Last week’s quote from Richard Taruskin pointed out that recreating music of the past is nothing more than a pretense—we are simply relabeling music of today under a different name.  In a parenthetical aside, he indicated that we dwell on music of the past because we appear to have little use for music of the present.  Luthier Robert Lundberg observed (in print and in personal conversation) that the trend of recreating early music indicated a rejection of current music, which he thought was in a state of crisis.

But from every indication, the music industry, in a relentless quest for market share, seems to have watered down the meaning of the early music revival by imprinting on the phenomenon all the less desirable aspects of today such as mass marketing, multimedia presentation, flash, glitz, pointless novelty, and funny hats.  The quest for music that has meaning is further confounded by conservatories and individual teachers who have forsaken the nuts and bolts of a traditional musical education for a cult of personality, vowing to teach students and amateurs the “correct” way to play, and offering a false sense of legitimacy through mere association.
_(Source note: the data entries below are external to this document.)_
use std::collections::{BTreeMap, HashSet};

use serde::{Deserialize, Serialize};
use strum::{Display, EnumString};
use time::Date;

#[derive(Serialize, Deserialize, EnumString, Display, Clone, Copy, Debug, PartialEq, Eq)]
#[serde(rename_all = "lowercase")]
#[strum(serialize_all = "lowercase")]
pub enum MealSlot {
    Breakfast,
    Lunch,
    Dinner,
    Snack,
}

#[derive(Serialize, Deserialize, Clone, Debug, Default, PartialEq)]
pub struct DayMeals {
    #[serde(default, skip_serializing_if = "Option::is_none")]
    pub breakfast: Option<String>,
    #[serde(default, skip_serializing_if = "Option::is_none")]
    pub lunch: Option<String>,
    #[serde(default, skip_serializing_if = "Option::is_none")]
    pub dinner: Option<String>,
    #[serde(default, skip_serializing_if = "Vec::is_empty")]
    pub snacks: Vec<String>,
}

impl DayMeals {
    pub fn is_empty(&self) -> bool {
        self.breakfast.is_none()
            && self.lunch.is_none()
            && self.dinner.is_none()
            && self.snacks.is_empty()
    }

    /// Recipe ids in slot order: breakfast, lunch, dinner, then snacks.
    pub fn recipe_ids(&self) -> impl Iterator<Item = &str> {
        self.breakfast
            .iter()
            .chain(self.lunch.iter())
            .chain(self.dinner.iter())
            .chain(self.snacks.iter())
            .map(String::as_str)
    }
}

/// Week-scoped assignment of recipes to meal slots.
///
/// `meals` is keyed by ISO day (`YYYY-MM-DD`); a missing day means nothing
/// planned that day.
#[derive(Serialize, Deserialize, Clone, Debug, PartialEq)]
pub struct MealPlan {
    pub id: String,
    pub week_start: Date,
    #[serde(default)]
    pub meals: BTreeMap<String, DayMeals>,
}

impl MealPlan {
    pub fn new(week_start: Date) -> Self {
        Self {
            id: uuid::Uuid::new_v4().to_string(),
            week_start: crate::week_start(week_start),
            meals: BTreeMap::new(),
        }
    }

    pub fn contains(&self, date: Date) -> bool {
        self.week_start <= date && date < crate::week_end(self.week_start)
    }

    pub fn day(&self, date: Date) -> Option<&DayMeals> {
        self.meals.get(&crate::day_key(date).ok()?)
    }

    /// Distinct recipe ids referenced by the plan, in first-seen order
    /// (day ascending, then breakfast, lunch, dinner, snacks).
    pub fn recipe_ids(&self) -> Vec<&str> {
        let mut seen = HashSet::new();

        self.meals
            .values()
            .flat_map(DayMeals::recipe_ids)
            .filter(|id| seen.insert(*id))
            .collect()
    }
}
pub mod groceries;
pub mod plan;
pub mod recipe;

use saborbr_db::SqliteStore;
use time::{Date, OffsetDateTime};

pub fn parse_date(value: &str) -> Result<Date, String> {
    saborbr_shared::parse_day_key(value).map_err(|e| e.to_string())
}

pub fn today() -> Date {
    OffsetDateTime::now_utc().date()
}

/// Store over a migrated database.
pub async fn open_store(config: &saborbr::Config) -> anyhow::Result<SqliteStore> {
    let pool =
        saborbr::create_pool(&config.database.url, config.database.max_connections).await?;
    saborbr::migrate(&pool).await?;

    Ok(SqliteStore::new(pool))
}
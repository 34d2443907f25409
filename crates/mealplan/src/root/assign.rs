use saborbr_shared::{MealPlan, MealPlanRepository, MealSlot};
use time::Date;

impl<S: MealPlanRepository> super::Command<S> {
    /// Put `recipe_id` in a slot of `day`, creating the week's plan if needed.
    ///
    /// Breakfast, lunch and dinner hold one recipe and are overwritten. Snacks
    /// accumulate, ignoring an id already present that day.
    #[tracing::instrument(skip(self))]
    pub async fn assign(
        &self,
        week: Date,
        day: Date,
        slot: MealSlot,
        recipe_id: &str,
    ) -> saborbr_shared::Result<MealPlan> {
        let recipe_id = recipe_id.trim();
        if recipe_id.is_empty() {
            saborbr_shared::user!("recipe id is required");
        }

        let mut plan = match self.for_week(week).await? {
            Some(plan) => plan,
            None => MealPlan::new(week),
        };

        if !plan.contains(day) {
            saborbr_shared::user!(
                "{} is outside the week of {}",
                saborbr_shared::day_key(day)?,
                saborbr_shared::day_key(plan.week_start)?
            );
        }

        let meals = plan
            .meals
            .entry(saborbr_shared::day_key(day)?)
            .or_default();

        match slot {
            MealSlot::Breakfast => meals.breakfast = Some(recipe_id.to_owned()),
            MealSlot::Lunch => meals.lunch = Some(recipe_id.to_owned()),
            MealSlot::Dinner => meals.dinner = Some(recipe_id.to_owned()),
            MealSlot::Snack => {
                if !meals.snacks.iter().any(|id| id == recipe_id) {
                    meals.snacks.push(recipe_id.to_owned());
                }
            }
        }

        MealPlanRepository::save(&self.0, &plan).await?;

        tracing::info!(plan_id = %plan.id, "recipe assigned");

        Ok(plan)
    }
}

#[cfg(test)]
mod tests {
    use saborbr_shared::{InMemoryStore, MealSlot};
    use time::macros::date;

    use crate::Command;

    #[tokio::test]
    async fn creates_plan_on_first_assignment() {
        let command = Command(InMemoryStore::new());

        let plan = command
            .assign(
                date!(2025 - 10 - 15),
                date!(2025 - 10 - 13),
                MealSlot::Lunch,
                "recipe-2",
            )
            .await
            .unwrap();

        assert_eq!(plan.week_start, date!(2025 - 10 - 12));
        let day = plan.day(date!(2025 - 10 - 13)).unwrap();
        assert_eq!(day.lunch.as_deref(), Some("recipe-2"));
    }

    #[tokio::test]
    async fn main_slots_overwrite_and_snacks_accumulate() {
        let command = Command(InMemoryStore::new());
        let week = date!(2025 - 10 - 12);
        let day = date!(2025 - 10 - 14);

        for (slot, id) in [
            (MealSlot::Dinner, "a"),
            (MealSlot::Dinner, "b"),
            (MealSlot::Snack, "c"),
            (MealSlot::Snack, "d"),
            (MealSlot::Snack, "c"),
        ] {
            command.assign(week, day, slot, id).await.unwrap();
        }

        let plan = command.current(day).await.unwrap().unwrap();
        let meals = plan.day(day).unwrap();
        assert_eq!(meals.dinner.as_deref(), Some("b"));
        assert_eq!(meals.snacks, vec!["c".to_owned(), "d".to_owned()]);
    }

    #[tokio::test]
    async fn rejects_day_outside_week() {
        let command = Command(InMemoryStore::new());

        let err = command
            .assign(
                date!(2025 - 10 - 12),
                date!(2025 - 10 - 19),
                MealSlot::Breakfast,
                "a",
            )
            .await
            .unwrap_err();

        assert!(matches!(err, saborbr_shared::Error::User(_)));
        assert!(command.for_week(date!(2025 - 10 - 12)).await.unwrap().is_none());
    }
}
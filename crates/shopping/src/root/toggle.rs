use saborbr_shared::{GroceryItem, GroceryListRepository};

impl<S: GroceryListRepository> super::Command<S> {
    /// Flip the checked flag of one item and return its new state.
    pub async fn toggle(
        &self,
        list_id: &str,
        item_id: &str,
    ) -> saborbr_shared::Result<GroceryItem> {
        let mut list = self.load_existing(list_id).await?;

        let Some(item) = list.item_mut(item_id) else {
            saborbr_shared::user!("item not found");
        };

        item.checked = !item.checked;
        let item = item.clone();

        GroceryListRepository::save(&self.0, &list).await?;

        Ok(item)
    }
}
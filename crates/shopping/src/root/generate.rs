use std::collections::HashMap;

use saborbr_shared::{GroceryList, GroceryListRepository, MealPlanRepository, RecipeRepository};
use time::Date;

use crate::{GroceryAggregator, ShoppingError};

impl<S> super::Command<S>
where
    S: MealPlanRepository + RecipeRepository + GroceryListRepository,
{
    /// Generate and persist the grocery list for the week containing `week`.
    #[tracing::instrument(skip(self))]
    pub async fn generate(&self, week: Date) -> crate::Result<GroceryList> {
        let week_start = saborbr_shared::week_start(week);
        let Some(plan) = MealPlanRepository::find_by_week(&self.0, week_start).await? else {
            tracing::info!(%week_start, "no meal plan for week");
            return Err(ShoppingError::MissingPlan);
        };

        let mut recipes = HashMap::new();
        for id in plan.recipe_ids() {
            if let Some(recipe) = RecipeRepository::get(&self.0, id).await? {
                recipes.insert(id.to_owned(), recipe);
            }
        }

        let list = GroceryAggregator::aggregate(Some(&plan), &recipes)?;
        GroceryListRepository::save(&self.0, &list).await?;

        tracing::info!(
            list_id = %list.id,
            plan_id = %plan.id,
            items = list.items.len(),
            "grocery list generated"
        );

        Ok(list)
    }
}
#[derive(Debug, thiserror::Error)]
pub enum ShoppingError {
    #[error("no meal plan for this week, add recipes to the plan first")]
    MissingPlan,

    #[error(transparent)]
    Shared(#[from] saborbr_shared::Error),
}

pub type Result<T> = std::result::Result<T, ShoppingError>;
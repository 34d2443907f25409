mod generate;
mod item;
mod list;
mod reset;
mod toggle;

pub use item::*;

use saborbr_shared::{GroceryList, GroceryListRepository};

#[derive(Clone)]
pub struct Command<S>(pub S);

impl<S: GroceryListRepository> Command<S> {
    pub async fn load(&self, id: &str) -> saborbr_shared::Result<Option<GroceryList>> {
        GroceryListRepository::get(&self.0, id).await
    }

    pub async fn all(&self) -> saborbr_shared::Result<Vec<GroceryList>> {
        GroceryListRepository::list(&self.0).await
    }

    async fn load_existing(&self, id: &str) -> saborbr_shared::Result<GroceryList> {
        let Some(list) = self.load(id).await? else {
            saborbr_shared::not_found!("grocery list {}", id);
        };

        Ok(list)
    }
}
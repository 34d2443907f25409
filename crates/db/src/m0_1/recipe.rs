use sea_query::{ColumnDef, Table, TableCreateStatement, TableDropStatement};

use crate::table::Recipe;

pub struct CreateTable;

fn create_table() -> TableCreateStatement {
    Table::create()
        .table(Recipe::Table)
        .col(ColumnDef::new(Recipe::Id).string().not_null().primary_key())
        .col(ColumnDef::new(Recipe::Title).string().not_null())
        .col(
            ColumnDef::new(Recipe::Servings)
                .integer()
                .not_null()
                .default(1),
        )
        .col(ColumnDef::new(Recipe::Ingredients).text().not_null())
        .to_owned()
}

fn drop_table() -> TableDropStatement {
    Table::drop().table(Recipe::Table).to_owned()
}

#[async_trait::async_trait]
impl sqlx_migrator::Operation<sqlx::Sqlite> for CreateTable {
    async fn up(
        &self,
        connection: &mut sqlx::SqliteConnection,
    ) -> Result<(), sqlx_migrator::Error> {
        let statement = create_table().to_string(sea_query::SqliteQueryBuilder);
        sqlx::query(&statement).execute(connection).await?;

        Ok(())
    }

    async fn down(
        &self,
        connection: &mut sqlx::SqliteConnection,
    ) -> Result<(), sqlx_migrator::Error> {
        let statement = drop_table().to_string(sea_query::SqliteQueryBuilder);
        sqlx::query(&statement).execute(connection).await?;

        Ok(())
    }
}
use sea_query::{ColumnDef, Table, TableCreateStatement, TableDropStatement};

use crate::table::GroceryList;

pub struct CreateTable;

fn create_table() -> TableCreateStatement {
    Table::create()
        .table(GroceryList::Table)
        .col(
            ColumnDef::new(GroceryList::Id)
                .string()
                .not_null()
                .string_len(36)
                .primary_key(),
        )
        .col(ColumnDef::new(GroceryList::Name).string().not_null())
        .col(ColumnDef::new(GroceryList::Items).text().not_null())
        .col(
            ColumnDef::new(GroceryList::CreatedAt)
                .big_integer()
                .not_null(),
        )
        .col(
            ColumnDef::new(GroceryList::Completed)
                .boolean()
                .not_null()
                .default(false),
        )
        .to_owned()
}

fn drop_table() -> TableDropStatement {
    Table::drop().table(GroceryList::Table).to_owned()
}

#[async_trait::async_trait]
impl sqlx_migrator::Operation<sqlx::Sqlite> for CreateTable {
    async fn up(
        &self,
        connection: &mut sqlx::SqliteConnection,
    ) -> Result<(), sqlx_migrator::Error> {
        let statement = create_table().to_string(sea_query::SqliteQueryBuilder);
        sqlx::query(&statement).execute(connection).await?;

        Ok(())
    }

    async fn down(
        &self,
        connection: &mut sqlx::SqliteConnection,
    ) -> Result<(), sqlx_migrator::Error> {
        let statement = drop_table().to_string(sea_query::SqliteQueryBuilder);
        sqlx::query(&statement).execute(connection).await?;

        Ok(())
    }
}
use sea_query::{
    ColumnDef, Index, IndexCreateStatement, IndexDropStatement, Table, TableCreateStatement,
    TableDropStatement,
};

use crate::table::MealPlan;

pub struct CreateTable;

fn create_table() -> TableCreateStatement {
    Table::create()
        .table(MealPlan::Table)
        .col(
            ColumnDef::new(MealPlan::Id)
                .string()
                .not_null()
                .string_len(36)
                .primary_key(),
        )
        .col(
            ColumnDef::new(MealPlan::WeekStart)
                .string()
                .not_null()
                .string_len(10),
        )
        .col(ColumnDef::new(MealPlan::Meals).text().not_null())
        .to_owned()
}

fn drop_table() -> TableDropStatement {
    Table::drop().table(MealPlan::Table).to_owned()
}

#[async_trait::async_trait]
impl sqlx_migrator::Operation<sqlx::Sqlite> for CreateTable {
    async fn up(
        &self,
        connection: &mut sqlx::SqliteConnection,
    ) -> Result<(), sqlx_migrator::Error> {
        let statement = create_table().to_string(sea_query::SqliteQueryBuilder);
        sqlx::query(&statement).execute(connection).await?;

        Ok(())
    }

    async fn down(
        &self,
        connection: &mut sqlx::SqliteConnection,
    ) -> Result<(), sqlx_migrator::Error> {
        let statement = drop_table().to_string(sea_query::SqliteQueryBuilder);
        sqlx::query(&statement).execute(connection).await?;

        Ok(())
    }
}

pub struct CreateWeekStartIdx;

fn create_week_start_idx() -> IndexCreateStatement {
    Index::create()
        .name("idx_meal_plan_week_start")
        .table(MealPlan::Table)
        .unique()
        .col(MealPlan::WeekStart)
        .to_owned()
}

fn drop_week_start_idx() -> IndexDropStatement {
    Index::drop()
        .name("idx_meal_plan_week_start")
        .table(MealPlan::Table)
        .to_owned()
}

#[async_trait::async_trait]
impl sqlx_migrator::Operation<sqlx::Sqlite> for CreateWeekStartIdx {
    async fn up(
        &self,
        connection: &mut sqlx::SqliteConnection,
    ) -> Result<(), sqlx_migrator::Error> {
        let statement = create_week_start_idx().to_string(sea_query::SqliteQueryBuilder);
        sqlx::query(&statement).execute(connection).await?;

        Ok(())
    }

    async fn down(
        &self,
        connection: &mut sqlx::SqliteConnection,
    ) -> Result<(), sqlx_migrator::Error> {
        let statement = drop_week_start_idx().to_string(sea_query::SqliteQueryBuilder);
        sqlx::query(&statement).execute(connection).await?;

        Ok(())
    }
}
use saborbr_shared::GroceryList;

#[derive(Debug, Clone, Copy, PartialEq)]
pub struct Progress {
    pub checked: usize,
    pub total: usize,
    pub percent: f64,
}

pub fn progress(list: &GroceryList) -> Progress {
    let total = list.items.len();
    let checked = list.items.iter().filter(|i| i.checked).count();
    let percent = if total > 0 {
        checked as f64 / total as f64 * 100.0
    } else {
        0.0
    };

    Progress {
        checked,
        total,
        percent,
    }
}

#[cfg(test)]
mod tests {
    use super::*;
    use saborbr_shared::GroceryItem;

    #[test]
    fn test_progress() {
        let mut list = GroceryList::new(
            "Lista",
            vec![
                GroceryItem::new("Ovos", 2.0, "un", None),
                GroceryItem::new("Leite", 1.0, "l", None),
                GroceryItem::new("Sal", 1.0, "un", None),
                GroceryItem::new("Alho", 6.0, "dentes", None),
            ],
        );
        list.items[0].checked = true;

        let p = progress(&list);
        assert_eq!(p.checked, 1);
        assert_eq!(p.total, 4);
        assert_eq!(p.percent, 25.0);
    }

    #[test]
    fn test_empty_list_progress_is_zero() {
        let p = progress(&GroceryList::new("Lista", vec![]));
        assert_eq!(p.total, 0);
        assert_eq!(p.percent, 0.0);
    }
}
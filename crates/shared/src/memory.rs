use std::{
    collections::HashMap,
    sync::{Arc, RwLock, RwLockReadGuard, RwLockWriteGuard},
};

use async_trait::async_trait;
use time::Date;

use crate::{
    GroceryList, GroceryListRepository, MealPlan, MealPlanRepository, Recipe, RecipeRepository,
};

#[derive(Default)]
struct Inner {
    recipes: HashMap<String, Recipe>,
    plans: HashMap<String, MealPlan>,
    lists: HashMap<String, GroceryList>,
}

/// In-process store implementing every repository. Clones share state.
#[derive(Clone, Default)]
pub struct InMemoryStore {
    inner: Arc<RwLock<Inner>>,
}

impl InMemoryStore {
    pub fn new() -> Self {
        Self::default()
    }

    fn read(&self) -> crate::Result<RwLockReadGuard<'_, Inner>> {
        match self.inner.read() {
            Ok(guard) => Ok(guard),
            Err(_) => crate::bail!("in-memory store lock poisoned"),
        }
    }

    fn write(&self) -> crate::Result<RwLockWriteGuard<'_, Inner>> {
        match self.inner.write() {
            Ok(guard) => Ok(guard),
            Err(_) => crate::bail!("in-memory store lock poisoned"),
        }
    }
}

#[async_trait]
impl RecipeRepository for InMemoryStore {
    async fn get(&self, id: &str) -> crate::Result<Option<Recipe>> {
        Ok(self.read()?.recipes.get(id).cloned())
    }

    async fn save(&self, recipe: &Recipe) -> crate::Result<()> {
        self.write()?
            .recipes
            .insert(recipe.id.to_owned(), recipe.clone());
        Ok(())
    }

    async fn delete(&self, id: &str) -> crate::Result<()> {
        self.write()?.recipes.remove(id);
        Ok(())
    }

    async fn list(&self) -> crate::Result<Vec<Recipe>> {
        let mut recipes = self.read()?.recipes.values().cloned().collect::<Vec<_>>();
        recipes.sort_by(|a, b| a.id.cmp(&b.id));
        Ok(recipes)
    }
}

#[async_trait]
impl MealPlanRepository for InMemoryStore {
    async fn get(&self, id: &str) -> crate::Result<Option<MealPlan>> {
        Ok(self.read()?.plans.get(id).cloned())
    }

    async fn find_by_week(&self, week_start: Date) -> crate::Result<Option<MealPlan>> {
        Ok(self
            .read()?
            .plans
            .values()
            .find(|p| p.week_start == week_start)
            .cloned())
    }

    async fn save(&self, plan: &MealPlan) -> crate::Result<()> {
        self.write()?.plans.insert(plan.id.to_owned(), plan.clone());
        Ok(())
    }

    async fn delete(&self, id: &str) -> crate::Result<()> {
        self.write()?.plans.remove(id);
        Ok(())
    }

    async fn list(&self) -> crate::Result<Vec<MealPlan>> {
        let mut plans = self.read()?.plans.values().cloned().collect::<Vec<_>>();
        plans.sort_by(|a, b| a.week_start.cmp(&b.week_start));
        Ok(plans)
    }
}

#[async_trait]
impl GroceryListRepository for InMemoryStore {
    async fn get(&self, id: &str) -> crate::Result<Option<GroceryList>> {
        Ok(self.read()?.lists.get(id).cloned())
    }

    async fn save(&self, list: &GroceryList) -> crate::Result<()> {
        self.write()?.lists.insert(list.id.to_owned(), list.clone());
        Ok(())
    }

    async fn delete(&self, id: &str) -> crate::Result<()> {
        self.write()?.lists.remove(id);
        Ok(())
    }

    async fn list(&self) -> crate::Result<Vec<GroceryList>> {
        let mut lists = self.read()?.lists.values().cloned().collect::<Vec<_>>();
        lists.sort_by(|a, b| b.created_at.cmp(&a.created_at));
        Ok(lists)
    }
}
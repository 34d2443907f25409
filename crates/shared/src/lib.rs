mod command;
mod date;
pub mod memory;
pub mod mealplan;
pub mod recipe;
mod repository;
pub mod shopping;

pub use command::*;
pub use date::*;
pub use mealplan::{DayMeals, MealPlan, MealSlot};
pub use memory::InMemoryStore;
pub use recipe::{Ingredient, Recipe, import_recipes};
pub use repository::*;
pub use shopping::{DEFAULT_CATEGORY, DEFAULT_UNIT, GroceryItem, GroceryList};
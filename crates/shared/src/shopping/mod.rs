use serde::{Deserialize, Serialize};
use time::OffsetDateTime;

pub const DEFAULT_CATEGORY: &str = "Outros";
pub const DEFAULT_UNIT: &str = "un";

#[derive(Serialize, Deserialize, Clone, Debug, PartialEq)]
pub struct GroceryItem {
    pub id: String,
    pub name: String,
    pub quantity: f64,
    pub unit: String,
    #[serde(default)]
    pub checked: bool,
    pub category: String,
}

impl GroceryItem {
    pub fn new(
        name: impl Into<String>,
        quantity: f64,
        unit: impl Into<String>,
        category: Option<String>,
    ) -> Self {
        Self {
            id: uuid::Uuid::new_v4().to_string(),
            name: name.into(),
            quantity,
            unit: unit.into(),
            checked: false,
            category: category.unwrap_or_else(|| DEFAULT_CATEGORY.to_owned()),
        }
    }
}

#[derive(Serialize, Deserialize, Clone, Debug, PartialEq)]
pub struct GroceryList {
    pub id: String,
    pub name: String,
    pub items: Vec<GroceryItem>,
    #[serde(with = "time::serde::rfc3339")]
    pub created_at: OffsetDateTime,
    #[serde(default)]
    pub completed: bool,
}

impl GroceryList {
    pub fn new(name: impl Into<String>, items: Vec<GroceryItem>) -> Self {
        Self {
            id: uuid::Uuid::new_v4().to_string(),
            name: name.into(),
            items,
            created_at: OffsetDateTime::now_utc(),
            completed: false,
        }
    }

    /// Nothing to buy. A valid result, distinct from a missing plan.
    pub fn is_empty(&self) -> bool {
        self.items.is_empty()
    }

    pub fn item(&self, id: &str) -> Option<&GroceryItem> {
        self.items.iter().find(|i| i.id == id)
    }

    pub fn item_mut(&mut self, id: &str) -> Option<&mut GroceryItem> {
        self.items.iter_mut().find(|i| i.id == id)
    }
}
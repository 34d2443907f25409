use sea_query::Iden;

#[derive(Iden, Clone)]
pub enum Recipe {
    Table,
    Id,
    Title,
    Servings,
    Ingredients,
}

#[derive(Iden, Clone)]
pub enum MealPlan {
    Table,
    Id,
    WeekStart,
    Meals,
}

#[derive(Iden, Clone)]
pub enum GroceryList {
    Table,
    Id,
    Name,
    Items,
    CreatedAt,
    Completed,
}
use time::{Date, Duration, format_description::BorrowedFormatItem, macros::format_description};

const DAY_KEY: &[BorrowedFormatItem<'static>] = format_description!("[year]-[month]-[day]");

/// Sunday on or before `date`. Weeks start on Sunday.
pub fn week_start(date: Date) -> Date {
    let offset = date.weekday().number_days_from_sunday();
    date.saturating_sub(Duration::days(offset.into()))
}

pub fn week_days(start: Date) -> Vec<Date> {
    (0..7)
        .map(|i| start.saturating_add(Duration::days(i)))
        .collect()
}

pub fn week_end(start: Date) -> Date {
    start.saturating_add(Duration::days(7))
}

/// Key used for a day in a meal plan (`YYYY-MM-DD`).
pub fn day_key(date: Date) -> crate::Result<String> {
    Ok(date.format(DAY_KEY)?)
}

pub fn parse_day_key(value: &str) -> crate::Result<Date> {
    Ok(Date::parse(value.trim(), DAY_KEY)?)
}

pub fn week_list_name(start: Date) -> String {
    format!(
        "Lista da Semana - {:02}/{:02}",
        start.day(),
        u8::from(start.month())
    )
}

pub fn blank_list_name(date: Date) -> String {
    format!(
        "Lista {:02}/{:02}/{:04}",
        date.day(),
        u8::from(date.month()),
        date.year()
    )
}
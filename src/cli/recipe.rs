use std::path::PathBuf;

use clap::Subcommand;
use saborbr_shared::RecipeRepository;

#[derive(Subcommand)]
pub enum RecipeCommand {
    /// Import recipes from a JSON file holding an array of recipes
    Import { file: PathBuf },
    /// List stored recipes
    List,
}

pub async fn run(config: saborbr::Config, command: RecipeCommand) -> anyhow::Result<()> {
    let store = super::open_store(&config).await?;

    match command {
        RecipeCommand::Import { file } => {
            let content = tokio::fs::read_to_string(&file).await?;
            let recipes = saborbr_shared::import_recipes(&content)?;

            for recipe in &recipes {
                RecipeRepository::save(&store, recipe).await?;
            }

            tracing::info!(count = recipes.len(), file = %file.display(), "recipes imported");
            println!("{} recipes imported", recipes.len());
        }
        RecipeCommand::List => {
            for recipe in RecipeRepository::list(&store).await? {
                println!(
                    "{}\t{} ({} servings, {} ingredients)",
                    recipe.id,
                    recipe.title,
                    recipe.servings,
                    recipe.ingredients.len()
                );
            }
        }
    }

    Ok(())
}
Does anyone else see the absurdity here?  A quest to gain a better understanding of historical musical aesthetics really demands that we step outside of the comfort zone of today and attempt to recreate the context in which the music was created.

I mean created.  A musician in the 16th century was trained in composition—not in hopes of attaining a successful career on the international stage, but as a matter of course in daily life.  In the words of Thomas Whythorne (1528 – 1595):

“I cannot here leave out or let pass to speak of another sort that do live by music and yet are no musicians at all.  And those be they who, after they have learned a little to sing pricksong, or else have either learned by hand or ear or else by tablature, to play or sound on musical instruments such music as hath been and is made by others, and not by them, by and by they will usurp on music, and account and call themselves musicians.  Of the which pettifoggers of music there be both schoolmasters, singingmen and minstrels.”

The autobiography of Thomas Whythorne, edited by James M. Osborn, Oxford University Press (Oxford, 1961). ppg. 205-206 (Modern spelling edition).

Hopefully, the early music revival will continue and have a lasting influence by replenishing with meaning the rather empty vessel of modern musical aesthetics. But those of us who teach can be more effective by conveying a broader context than the simple mechanical placement of fingers on a lute.  Improvisation is a good place to start.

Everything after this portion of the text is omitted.